Repeat the records below exactly, beginning at the first line and finishing with the line that contains "use crate::storage::AccountKind;".

Supplied material Start Marker

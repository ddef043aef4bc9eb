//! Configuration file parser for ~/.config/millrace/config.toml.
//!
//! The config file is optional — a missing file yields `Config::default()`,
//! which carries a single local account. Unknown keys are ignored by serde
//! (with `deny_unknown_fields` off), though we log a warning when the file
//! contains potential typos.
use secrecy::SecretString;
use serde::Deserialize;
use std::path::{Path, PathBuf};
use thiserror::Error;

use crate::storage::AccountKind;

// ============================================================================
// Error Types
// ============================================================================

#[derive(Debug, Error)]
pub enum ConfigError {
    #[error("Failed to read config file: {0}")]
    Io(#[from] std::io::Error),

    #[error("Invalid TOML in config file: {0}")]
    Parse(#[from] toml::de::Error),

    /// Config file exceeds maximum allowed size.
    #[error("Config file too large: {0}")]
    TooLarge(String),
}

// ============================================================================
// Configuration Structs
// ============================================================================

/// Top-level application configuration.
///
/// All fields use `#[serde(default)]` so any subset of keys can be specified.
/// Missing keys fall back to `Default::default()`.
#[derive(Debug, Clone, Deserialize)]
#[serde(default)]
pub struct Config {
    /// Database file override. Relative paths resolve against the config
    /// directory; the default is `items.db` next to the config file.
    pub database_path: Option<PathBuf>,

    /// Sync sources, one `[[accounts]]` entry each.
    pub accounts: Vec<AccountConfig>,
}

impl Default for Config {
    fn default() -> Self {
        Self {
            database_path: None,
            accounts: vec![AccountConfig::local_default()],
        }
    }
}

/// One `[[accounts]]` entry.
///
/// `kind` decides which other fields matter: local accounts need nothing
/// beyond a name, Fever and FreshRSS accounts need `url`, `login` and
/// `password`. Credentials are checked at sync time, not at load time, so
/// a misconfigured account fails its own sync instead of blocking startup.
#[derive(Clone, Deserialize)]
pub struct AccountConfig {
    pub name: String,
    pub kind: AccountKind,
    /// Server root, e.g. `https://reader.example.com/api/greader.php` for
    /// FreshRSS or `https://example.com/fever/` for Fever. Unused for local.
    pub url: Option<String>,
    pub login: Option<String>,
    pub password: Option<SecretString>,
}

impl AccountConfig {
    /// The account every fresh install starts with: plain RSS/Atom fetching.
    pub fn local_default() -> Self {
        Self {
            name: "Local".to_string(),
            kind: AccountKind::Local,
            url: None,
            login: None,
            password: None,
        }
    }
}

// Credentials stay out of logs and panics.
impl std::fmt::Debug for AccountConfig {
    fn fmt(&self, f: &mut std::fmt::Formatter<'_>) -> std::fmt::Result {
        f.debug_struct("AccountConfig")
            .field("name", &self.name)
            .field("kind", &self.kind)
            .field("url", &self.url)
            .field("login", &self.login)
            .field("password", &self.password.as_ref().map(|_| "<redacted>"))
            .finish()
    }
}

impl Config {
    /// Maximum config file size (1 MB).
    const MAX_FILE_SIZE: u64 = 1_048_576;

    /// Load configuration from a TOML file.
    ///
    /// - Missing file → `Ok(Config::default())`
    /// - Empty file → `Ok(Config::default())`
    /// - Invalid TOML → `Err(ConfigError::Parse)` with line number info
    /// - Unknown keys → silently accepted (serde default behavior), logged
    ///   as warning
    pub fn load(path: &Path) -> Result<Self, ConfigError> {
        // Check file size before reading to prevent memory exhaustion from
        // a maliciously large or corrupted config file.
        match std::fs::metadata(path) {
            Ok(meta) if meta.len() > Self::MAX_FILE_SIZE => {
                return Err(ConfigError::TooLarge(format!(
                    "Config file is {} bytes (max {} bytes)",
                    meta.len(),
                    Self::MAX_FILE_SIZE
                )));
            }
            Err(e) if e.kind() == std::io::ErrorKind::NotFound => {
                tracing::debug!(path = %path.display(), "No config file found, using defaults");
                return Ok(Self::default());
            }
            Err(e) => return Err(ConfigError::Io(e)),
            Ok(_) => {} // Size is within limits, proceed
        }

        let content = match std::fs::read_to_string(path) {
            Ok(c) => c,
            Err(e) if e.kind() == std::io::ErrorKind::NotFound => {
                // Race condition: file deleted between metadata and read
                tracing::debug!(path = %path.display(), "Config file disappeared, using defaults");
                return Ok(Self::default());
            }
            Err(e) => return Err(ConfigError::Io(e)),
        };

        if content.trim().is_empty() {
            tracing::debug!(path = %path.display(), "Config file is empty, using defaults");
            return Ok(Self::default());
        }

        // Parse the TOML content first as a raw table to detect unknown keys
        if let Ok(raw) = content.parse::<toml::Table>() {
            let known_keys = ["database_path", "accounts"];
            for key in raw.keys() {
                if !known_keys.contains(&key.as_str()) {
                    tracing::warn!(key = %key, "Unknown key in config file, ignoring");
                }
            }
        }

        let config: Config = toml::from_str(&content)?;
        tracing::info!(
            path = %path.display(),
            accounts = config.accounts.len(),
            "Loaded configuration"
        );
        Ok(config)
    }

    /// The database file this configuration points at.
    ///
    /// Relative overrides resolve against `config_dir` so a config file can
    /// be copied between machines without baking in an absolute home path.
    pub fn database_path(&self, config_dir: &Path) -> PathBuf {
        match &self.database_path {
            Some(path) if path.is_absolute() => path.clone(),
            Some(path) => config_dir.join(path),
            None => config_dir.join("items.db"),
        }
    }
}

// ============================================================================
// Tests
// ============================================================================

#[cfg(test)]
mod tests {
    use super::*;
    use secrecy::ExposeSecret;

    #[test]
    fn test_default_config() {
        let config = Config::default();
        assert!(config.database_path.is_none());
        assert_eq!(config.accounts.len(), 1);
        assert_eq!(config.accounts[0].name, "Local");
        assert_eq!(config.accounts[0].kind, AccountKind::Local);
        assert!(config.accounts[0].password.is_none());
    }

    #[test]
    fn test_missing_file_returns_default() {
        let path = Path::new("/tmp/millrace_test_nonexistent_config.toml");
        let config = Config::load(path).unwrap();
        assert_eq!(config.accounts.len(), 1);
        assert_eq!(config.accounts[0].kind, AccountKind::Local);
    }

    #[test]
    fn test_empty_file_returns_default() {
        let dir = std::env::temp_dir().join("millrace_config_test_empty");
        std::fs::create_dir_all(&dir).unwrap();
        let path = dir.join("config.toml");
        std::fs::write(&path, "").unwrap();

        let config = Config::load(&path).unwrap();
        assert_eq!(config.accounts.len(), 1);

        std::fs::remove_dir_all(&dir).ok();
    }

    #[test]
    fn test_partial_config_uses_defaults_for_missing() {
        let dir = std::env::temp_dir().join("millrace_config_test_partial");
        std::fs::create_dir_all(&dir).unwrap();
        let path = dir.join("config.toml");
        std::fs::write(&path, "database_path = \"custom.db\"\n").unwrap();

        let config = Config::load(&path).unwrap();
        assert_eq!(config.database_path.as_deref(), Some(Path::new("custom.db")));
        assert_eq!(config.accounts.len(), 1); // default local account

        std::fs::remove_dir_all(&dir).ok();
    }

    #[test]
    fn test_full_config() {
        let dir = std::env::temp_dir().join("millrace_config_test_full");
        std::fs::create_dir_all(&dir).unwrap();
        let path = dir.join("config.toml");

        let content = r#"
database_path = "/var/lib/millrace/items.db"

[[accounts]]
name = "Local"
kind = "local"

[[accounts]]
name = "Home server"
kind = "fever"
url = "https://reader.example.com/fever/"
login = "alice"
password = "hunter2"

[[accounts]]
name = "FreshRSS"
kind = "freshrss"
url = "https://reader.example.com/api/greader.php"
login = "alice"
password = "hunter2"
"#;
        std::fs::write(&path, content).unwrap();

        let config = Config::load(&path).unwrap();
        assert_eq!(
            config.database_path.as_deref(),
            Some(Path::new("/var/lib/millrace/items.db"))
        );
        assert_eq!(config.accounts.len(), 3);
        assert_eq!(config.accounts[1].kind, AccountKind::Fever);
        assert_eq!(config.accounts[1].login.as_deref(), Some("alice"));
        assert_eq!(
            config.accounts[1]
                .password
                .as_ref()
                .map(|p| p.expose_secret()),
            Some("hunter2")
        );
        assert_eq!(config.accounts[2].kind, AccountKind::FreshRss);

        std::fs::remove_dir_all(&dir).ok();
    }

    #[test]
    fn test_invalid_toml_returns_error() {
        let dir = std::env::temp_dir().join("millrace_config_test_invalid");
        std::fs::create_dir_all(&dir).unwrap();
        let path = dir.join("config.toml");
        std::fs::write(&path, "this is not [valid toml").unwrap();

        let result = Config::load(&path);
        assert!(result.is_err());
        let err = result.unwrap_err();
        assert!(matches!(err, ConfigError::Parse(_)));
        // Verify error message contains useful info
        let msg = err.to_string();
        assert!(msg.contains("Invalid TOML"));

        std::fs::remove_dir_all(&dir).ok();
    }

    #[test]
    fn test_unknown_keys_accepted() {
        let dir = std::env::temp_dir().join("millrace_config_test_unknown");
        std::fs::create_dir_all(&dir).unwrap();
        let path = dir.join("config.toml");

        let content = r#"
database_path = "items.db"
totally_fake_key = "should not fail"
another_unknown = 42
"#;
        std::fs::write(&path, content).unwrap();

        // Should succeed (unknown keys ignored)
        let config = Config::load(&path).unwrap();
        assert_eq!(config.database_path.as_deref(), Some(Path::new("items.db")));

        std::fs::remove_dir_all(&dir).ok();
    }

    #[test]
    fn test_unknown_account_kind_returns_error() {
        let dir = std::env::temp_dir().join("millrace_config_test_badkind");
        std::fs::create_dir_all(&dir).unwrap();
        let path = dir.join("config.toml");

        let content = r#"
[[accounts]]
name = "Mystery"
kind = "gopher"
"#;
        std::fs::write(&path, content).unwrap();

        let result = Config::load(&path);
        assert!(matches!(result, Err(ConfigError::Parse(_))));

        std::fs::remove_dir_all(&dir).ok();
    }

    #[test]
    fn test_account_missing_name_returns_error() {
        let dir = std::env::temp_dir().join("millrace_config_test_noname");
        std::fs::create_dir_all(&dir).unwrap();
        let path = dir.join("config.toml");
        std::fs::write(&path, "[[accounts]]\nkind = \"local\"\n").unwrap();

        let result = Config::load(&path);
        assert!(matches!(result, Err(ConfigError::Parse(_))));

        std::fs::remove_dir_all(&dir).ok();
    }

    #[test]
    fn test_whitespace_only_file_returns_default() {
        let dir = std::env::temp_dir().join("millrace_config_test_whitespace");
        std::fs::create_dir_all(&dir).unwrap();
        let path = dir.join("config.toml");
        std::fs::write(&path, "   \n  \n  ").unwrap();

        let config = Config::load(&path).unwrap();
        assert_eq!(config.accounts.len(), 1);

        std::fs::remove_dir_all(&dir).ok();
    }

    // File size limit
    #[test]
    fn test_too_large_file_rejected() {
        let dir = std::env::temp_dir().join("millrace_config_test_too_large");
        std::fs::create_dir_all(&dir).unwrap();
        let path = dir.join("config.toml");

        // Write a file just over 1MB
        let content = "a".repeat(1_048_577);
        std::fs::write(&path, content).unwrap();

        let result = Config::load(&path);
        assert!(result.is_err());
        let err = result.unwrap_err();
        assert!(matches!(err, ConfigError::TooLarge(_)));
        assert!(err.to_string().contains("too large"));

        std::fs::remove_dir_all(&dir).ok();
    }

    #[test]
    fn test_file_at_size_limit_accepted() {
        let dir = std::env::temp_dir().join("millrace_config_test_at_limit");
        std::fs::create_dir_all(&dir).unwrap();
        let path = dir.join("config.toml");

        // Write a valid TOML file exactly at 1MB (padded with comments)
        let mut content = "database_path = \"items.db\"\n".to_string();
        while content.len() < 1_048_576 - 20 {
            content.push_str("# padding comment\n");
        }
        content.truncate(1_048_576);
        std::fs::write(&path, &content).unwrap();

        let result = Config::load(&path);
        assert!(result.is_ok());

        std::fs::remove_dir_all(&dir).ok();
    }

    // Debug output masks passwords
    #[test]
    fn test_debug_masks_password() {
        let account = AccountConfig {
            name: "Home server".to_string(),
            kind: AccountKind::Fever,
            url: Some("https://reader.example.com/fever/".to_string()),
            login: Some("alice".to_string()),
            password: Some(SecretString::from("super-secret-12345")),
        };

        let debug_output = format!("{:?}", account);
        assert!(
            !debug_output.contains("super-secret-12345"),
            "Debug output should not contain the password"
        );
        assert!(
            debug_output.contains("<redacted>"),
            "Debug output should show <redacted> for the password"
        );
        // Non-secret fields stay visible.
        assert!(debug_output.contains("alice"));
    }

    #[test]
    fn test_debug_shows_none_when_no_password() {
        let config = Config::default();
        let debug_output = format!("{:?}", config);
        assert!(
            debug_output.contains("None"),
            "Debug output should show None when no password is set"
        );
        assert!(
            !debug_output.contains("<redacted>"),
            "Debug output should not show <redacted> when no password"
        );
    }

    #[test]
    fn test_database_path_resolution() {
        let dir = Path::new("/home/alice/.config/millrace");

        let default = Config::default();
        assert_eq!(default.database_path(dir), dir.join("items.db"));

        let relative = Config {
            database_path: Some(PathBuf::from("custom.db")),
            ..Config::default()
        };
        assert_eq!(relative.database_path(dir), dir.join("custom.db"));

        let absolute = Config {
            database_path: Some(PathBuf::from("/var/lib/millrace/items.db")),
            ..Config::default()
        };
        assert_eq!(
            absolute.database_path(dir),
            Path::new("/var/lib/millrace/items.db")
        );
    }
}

Supplied material End Marker

- [Answer box]
repository ddef043aef4bc9eb
//! Configuration file parser for ~/.config/millrace/config.toml.
//!
//! The config file is optional — a missing file yields `Config::default()`,
//! which carries a single local account. Unknown keys are ignored by serde
//! (with `deny_unknown_fields` off), though we log a warning when the file
//! contains potential typos.
use secrecy::SecretString;
use serde::Deserialize;
use std::path::{Path, PathBuf};
use thiserror::Error;

use crate::storage::AccountKind;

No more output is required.